Mr Lee gave as an example of best practice a move by Edinburgh Council to enable a local co-op to install solar panels on 20 school roofs, supplying cheap energy to the council. He added that the climate crisis requires an expansion of micro-electricity supply using renewable sources, but for this to be effective, the electricity distribution network needs to be adapted and democratised, as is happening in Germany. The community energy sector needs to be scaled up, he said.
Climate emergency
Anna Birley – a Labour and Co-operative councillor in Lambeth, as well as the Co-op Party’s policy officer – suggested the UK should consider copying practice in New Zealand, where consumers have a large ownership stake in the electricity network. She stressed that the use of solar panels to heat social housing – including in her own area of Brixton – demonstrates that these policies are as relevant for low income households, as they are for more wealthy consumers.
But Cllr Birley warned the conference that this is “a time of growing crisis” in which political populism is choosing to ignore the climate crisis and refusing to use resources to address it.
“Co-operatives and the co-operative movement are leading the way in this fight,” she said. “Co-operative councils are declaring climate emergencies, taking action on air quality locally, and divesting their pensions from oil and gas. They are leading the fight for public transport with community bus schemes and, in Oxford and Lambeth, you have citizens’ assemblies looking at a wider set of policies to address climate change.
“And you have co-op societies, such as the Co-op Group, cutting single use plastic, leading the fight on food waste, looking at local sourcing of food, being the engines of change for consumer behaviour.”
But Cllr Birley conceded that the party’s policy on energy had not kept pace with the climate crisis. She added: “We don’t have an answer on how to take people with us.”
She called on those attending the conference to provide the party with best practice examples, locally and internationally, to inform the party’s evolving energy policy.
Housing crisis
Sid McDowell briefed the conference on the work of the Northern Ireland Co-ownership Association, a housing initiative unique to the region.
Co-ownership between the tenant and the association allows the tenant to pay £150 per month less than rental or purchase through a mortgage. “The private rental sector in Northern Ireland is largely accidental,” Mr McDowell explained. “It is the product of people investing for their retirement on the back of the buy-to-let mortgage sector. The rents are often not affordable.”

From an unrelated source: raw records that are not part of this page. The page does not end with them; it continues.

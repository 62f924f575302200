//! SVG export serializer.
//!
//! Converts a stroke network into an SVG string using the [`svg`] crate
//! for document construction, XML escaping, and path data formatting.
//!
//! Each stroke becomes one `<path>` element: `M` at its first vertex,
//! then `L` for straight arcs and `A` for circular ones. Full circles
//! are drawn as two half-circle `A` commands, since a single elliptical
//! arc cannot start and end at the same point. Crossing disks are drawn
//! as `<circle>` elements.
//!
//! The y axis is flipped so that map coordinates (y up) render upright.
//!
//! This is a pure function with no I/O -- it returns a `String`.

use std::f64::consts::PI;

use svg::Document;
use svg::node::element::path::Data;
use svg::node::element::{Circle as CircleElement, Description, Element, Group, Path, Title};
use svg::node::{Node, Text, Value};

use arcschem_core::network::StrokeId;
use arcschem_core::{Curve, Point, StrokeNetwork};

/// Options for [`to_svg`].
///
/// Text values are XML-escaped automatically by the `svg` crate.
#[derive(Debug, Clone)]
pub struct SvgOptions<'a> {
    /// Document title, emitted as `<title>`.
    pub title: Option<&'a str>,

    /// Document description, emitted as `<desc>`.
    pub description: Option<&'a str>,

    /// Serialized schematization configuration, emitted inside a
    /// `<metadata>` element wrapped in a namespaced `<arcschem:config>`
    /// element.
    pub config_json: Option<&'a str>,

    /// Blank border around the network, as a fraction of its bounding
    /// box diagonal.
    pub margin_fraction: f64,

    /// Stroke width in screen pixels.
    pub stroke_width: f64,

    /// Draw crossing disks.
    pub show_crossings: bool,
}

impl SvgOptions<'_> {
    /// Default for [`margin_fraction`](Self::margin_fraction).
    pub const DEFAULT_MARGIN_FRACTION: f64 = 0.05;
    /// Default for [`stroke_width`](Self::stroke_width).
    pub const DEFAULT_STROKE_WIDTH: f64 = 2.0;
}

impl Default for SvgOptions<'_> {
    fn default() -> Self {
        Self {
            title: None,
            description: None,
            config_json: None,
            margin_fraction: Self::DEFAULT_MARGIN_FRACTION,
            stroke_width: Self::DEFAULT_STROKE_WIDTH,
            show_crossings: true,
        }
    }
}

/// Map coordinates to document coordinates: translate the bounding box
/// to the origin plus margin and flip the y axis.
#[derive(Debug, Clone, Copy)]
struct Frame {
    min_x: f64,
    max_y: f64,
    margin: f64,
}

impl Frame {
    fn apply(self, p: Point) -> (f64, f64) {
        (p.x - self.min_x + self.margin, self.max_y - p.y + self.margin)
    }
}

/// Append one arc to path data, mapping points through `map`.
///
/// With `flip_y` the document's y axis points the other way from the
/// map's, which mirrors orientation: counterclockwise map arcs then
/// sweep in the negative-angle direction of the document.
fn push_curve(
    data: Data,
    curve: &Curve,
    map: impl Fn(Point) -> (f64, f64),
    flip_y: bool,
) -> Data {
    let sweep_of = |clockwise: bool| if clockwise == flip_y { 1.0 } else { 0.0 };
    match *curve {
        Curve::Segment { end, .. } => data.line_to(map(end)),
        Curve::Arc {
            center,
            end,
            clockwise,
            ..
        } => {
            let radius = center.distance(end);
            let large = if curve.central_angle().abs() > PI { 1.0 } else { 0.0 };
            let (x, y) = map(end);
            data.elliptical_arc_to((radius, radius, 0.0, large, sweep_of(clockwise), x, y))
        }
        Curve::FullCircle {
            center,
            point,
            clockwise,
        } => {
            let radius = center.distance(point);
            let sweep = sweep_of(clockwise);
            let (ox, oy) = map(center + (center - point));
            let (px, py) = map(point);
            data.elliptical_arc_to((radius, radius, 0.0, 0.0, sweep, ox, oy))
                .elliptical_arc_to((radius, radius, 0.0, 0.0, sweep, px, py))
        }
    }
}

/// Path data for one stroke. Empty for a stroke without arcs.
fn stroke_data(
    net: &StrokeNetwork,
    stroke: StrokeId,
    map: impl Fn(Point) -> (f64, f64) + Copy,
    flip_y: bool,
) -> String {
    let record = net.stroke(stroke);
    let Some(&first) = record.vertices().first() else {
        return String::new();
    };
    if record.arc_count() == 0 {
        return String::new();
    }

    let mut data = Data::new().move_to(map(net.vertex(first).position()));
    for &v in record.vertices().iter().take(record.arc_count()) {
        if let Some(arc) = net.vertex(v).outgoing() {
            data = push_curve(data, &net.curve(arc), map, flip_y);
        }
    }
    String::from(Value::from(data))
}

/// Build the SVG path `d` attribute for one stroke in map coordinates
/// (no translation, no flip).
///
/// # Examples
///
/// ```
/// use arcschem_core::NetworkInput;
/// use arcschem_core::network::{LineInput, StationInput};
/// use arcschem_export::build_stroke_data;
///
/// let input = NetworkInput {
///     stations: vec![
///         StationInput { label: String::new(), x: 10.0, y: 20.0 },
///         StationInput { label: String::new(), x: 30.0, y: 40.0 },
///     ],
///     lines: vec![LineInput { label: "a".into(), stations: vec![0, 1] }],
/// };
/// let net = input.build().unwrap();
/// let stroke = net.strokes().next().unwrap();
/// assert_eq!(build_stroke_data(&net, stroke), "M10,20 L30,40");
/// ```
#[must_use]
pub fn build_stroke_data(net: &StrokeNetwork, stroke: StrokeId) -> String {
    stroke_data(net, stroke, |p| (p.x, p.y), false)
}

/// Serialize a stroke network into an SVG document string.
///
/// The `viewBox` is the network's bounding box grown by
/// [`SvgOptions::margin_fraction`] of its diagonal on every side. Strokes
/// are grouped under `<g id="strokes">` and crossing disks under
/// `<g id="crossings">`.
///
/// # Examples
///
/// ```
/// use arcschem_core::StrokeNetwork;
/// use arcschem_export::{SvgOptions, to_svg};
///
/// let options = SvgOptions {
///     title: Some("empty"),
///     ..SvgOptions::default()
/// };
/// let svg = to_svg(&StrokeNetwork::new(), &options);
/// assert!(svg.contains("<title>empty</title>"));
/// ```
#[must_use]
pub fn to_svg(net: &StrokeNetwork, options: &SvgOptions<'_>) -> String {
    let (min_x, min_y, width, height) = net.bounding_box().map_or((0.0, 0.0, 0.0, 0.0), |rect| {
        (rect.min().x, rect.min().y, rect.width(), rect.height())
    });
    let margin = net.diagonal() * options.margin_fraction;
    let frame = Frame {
        min_x,
        max_y: min_y + height,
        margin,
    };
    let view_width = 2.0f64.mul_add(margin, width);
    let view_height = 2.0f64.mul_add(margin, height);

    let mut doc = Document::new()
        .set("viewBox", (0.0, 0.0, view_width, view_height))
        .set("preserveAspectRatio", "xMidYMid meet");

    if let Some(title) = options.title {
        doc = doc.add(Title::new(title));
    }
    if let Some(description) = options.description {
        doc = doc.add(Description::new().add(Text::new(description)));
    }
    if let Some(config_json) = options.config_json {
        let mut config_el = Element::new("arcschem:config");
        config_el.assign("xmlns:arcschem", "https://github.com/altendky/arcschem/ns/1");
        config_el.append(Text::new(config_json));
        let mut metadata_el = Element::new("metadata");
        metadata_el.append(config_el);
        doc = doc.add(metadata_el);
    }

    let mut strokes = Group::new()
        .set("id", "strokes")
        .set("fill", "none")
        .set("stroke", "black")
        .set("stroke-width", options.stroke_width)
        .set("stroke-linecap", "round")
        .set("stroke-linejoin", "round");
    for stroke in net.strokes() {
        let d = stroke_data(net, stroke, |p| frame.apply(p), true);
        if d.is_empty() {
            continue;
        }
        let mut path = Path::new()
            .set("d", d)
            .set("vector-effect", "non-scaling-stroke");
        let label = net.stroke(stroke).label();
        if !label.is_empty() {
            path.append(Title::new(label));
        }
        strokes = strokes.add(path);
    }
    doc = doc.add(strokes);

    if options.show_crossings {
        // Point disks still get a visible dot.
        let dot = net.diagonal() * 0.004;
        let mut crossings = Group::new()
            .set("id", "crossings")
            .set("fill", "none")
            .set("stroke", "red")
            .set("stroke-width", 1);
        for (_, disk) in net.cross_disks() {
            let (cx, cy) = frame.apply(disk.center);
            crossings = crossings.add(
                CircleElement::new()
                    .set("cx", cx)
                    .set("cy", cy)
                    .set("r", disk.radius.max(dot))
                    .set("vector-effect", "non-scaling-stroke"),
            );
        }
        doc = doc.add(crossings);
    }

    // The svg crate omits the XML declaration, so we prepend it.
    format!("<?xml version=\"1.0\" encoding=\"UTF-8\"?>\n{doc}\n")
}

#[cfg(test)]
mod tests {
    use arcschem_core::geometry::Circle;
    use arcschem_core::network::StationId;

    use super::*;

    fn no_margin() -> SvgOptions<'static> {
        SvgOptions {
            margin_fraction: 0.0,
            ..SvgOptions::default()
        }
    }

    fn straight_pair() -> StrokeNetwork {
        let mut net = StrokeNetwork::new();
        let ids: Vec<StationId> = [(0.0, 0.0), (4.0, 0.0), (4.0, 2.0)]
            .iter()
            .map(|&(x, y)| net.add_station("", Point::new(x, y), false))
            .collect();
        net.add_stroke("elbow", &ids, false).unwrap();
        net
    }

    #[test]
    fn straight_stroke_is_flipped_into_view() {
        let svg = to_svg(&straight_pair(), &no_margin());
        assert!(svg.contains(r#"viewBox="0 0 4 2""#));
        // (0,0) is the bottom-left corner of the map.
        assert!(svg.contains(r#"d="M0,2 L4,2 L4,0""#));
    }

    #[test]
    fn one_path_per_stroke() {
        let mut net = straight_pair();
        let a = net.add_station("", Point::new(0.0, 5.0), false);
        let b = net.add_station("", Point::new(3.0, 5.0), false);
        net.add_stroke("", &[a, b], false).unwrap();
        let svg = to_svg(&net, &no_margin());
        assert_eq!(svg.matches("<path").count(), 2);
        // Labelled strokes carry a tooltip.
        assert!(svg.contains("<title>elbow</title>"));
    }

    #[test]
    fn arcs_use_elliptical_commands() {
        let mut net = straight_pair();
        let corner = net.stroke(net.strokes().next().unwrap()).vertices()[1];
        let arc =
            Curve::through_point(Point::new(0.0, 0.0), Point::new(3.0, 0.5), Point::new(4.0, 2.0))
                .unwrap();
        net.replace_vertex(corner, &arc).unwrap();
        let svg = to_svg(&net, &no_margin());
        assert!(svg.contains(" A"));
        assert!(!svg.contains(" L"));
    }

    fn flipped(max_y: f64) -> impl Fn(Point) -> (f64, f64) {
        let frame = Frame {
            min_x: 0.0,
            max_y,
            margin: 0.0,
        };
        move |p| frame.apply(p)
    }

    #[test]
    fn full_circle_becomes_two_half_arcs() {
        let circle = Curve::FullCircle {
            center: Point::ORIGIN,
            point: Point::new(1.0, 0.0),
            clockwise: false,
        };
        let data = push_curve(Data::new(), &circle, flipped(1.0), true);
        let d = String::from(Value::from(data));
        assert_eq!(d, "A1,1,0,0,0,-1,1 A1,1,0,0,0,1,1");
    }

    #[test]
    fn counterclockwise_arcs_sweep_negative_after_flip() {
        let quarter = Curve::Arc {
            center: Point::ORIGIN,
            start: Point::new(1.0, 0.0),
            end: Point::new(0.0, 1.0),
            clockwise: false,
        };
        let d = String::from(Value::from(push_curve(Data::new(), &quarter, flipped(1.0), true)));
        assert_eq!(d, "A1,1,0,0,0,0,0");
        // Without the flip the same arc sweeps positively.
        let raw = |p: Point| (p.x, p.y);
        let d = String::from(Value::from(push_curve(Data::new(), &quarter, raw, false)));
        assert_eq!(d, "A1,1,0,0,1,0,1");
    }

    #[test]
    fn crossing_disks_drawn_when_enabled() {
        let mut net = StrokeNetwork::new();
        let hub = net.add_station("hub", Point::new(1.0, 1.0), false);
        let w = net.add_station("", Point::new(0.0, 1.0), false);
        let e = net.add_station("", Point::new(2.0, 1.0), false);
        let s = net.add_station("", Point::new(1.0, 0.0), false);
        let n = net.add_station("", Point::new(1.0, 2.0), false);
        let h = net.add_stroke("h", &[w, hub, e], false).unwrap();
        let v = net.add_stroke("v", &[s, hub, n], false).unwrap();
        let hv = net.stroke(h).vertices()[1];
        let vv = net.stroke(v).vertices()[1];
        net.add_cross(hub, &[hv, vv]).unwrap();

        let disks: Vec<Circle> = net.cross_disks().into_iter().map(|(_, c)| c).collect();
        assert_eq!(disks.len(), 1);

        let svg = to_svg(&net, &no_margin());
        assert_eq!(svg.matches("<circle").count(), 1);
        assert!(svg.contains(r#"cx="1""#));

        let hidden = to_svg(
            &net,
            &SvgOptions {
                show_crossings: false,
                ..no_margin()
            },
        );
        assert_eq!(hidden.matches("<circle").count(), 0);
    }

    #[test]
    fn metadata_is_escaped() {
        let options = SvgOptions {
            title: Some("a & b"),
            description: Some("<run>"),
            config_json: Some(r#"{"k":1}"#),
            ..SvgOptions::default()
        };
        let svg = to_svg(&straight_pair(), &options);
        assert!(svg.contains("<title>a &amp; b</title>"));
        assert!(svg.contains("<desc>&lt;run&gt;</desc>"));
        assert!(svg.contains("<metadata>"));
        assert!(svg.contains("arcschem:config"));
    }

    #[test]
    fn svg_has_declaration_and_namespace() {
        let svg = to_svg(&straight_pair(), &SvgOptions::default());
        assert!(svg.starts_with(r#"<?xml version="1.0" encoding="UTF-8"?>"#));
        assert!(svg.contains(r#"xmlns="http://www.w3.org/2000/svg""#));
        assert!(svg.trim_end().ends_with("</svg>"));
    }
}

Most co-ownership tenants take up the option to purchase, over time and when they can afford. However, funding for co-ownership will soon be halted unless the Northern Ireland Assembly and Executive is quickly reconstituted.
The conference was chaired by Tony McMullan, chair of the Northern Ireland Co-operative Party. He closed the event by saying the priority was to build the party, which is poised to work more closely with the Irish Labour Party.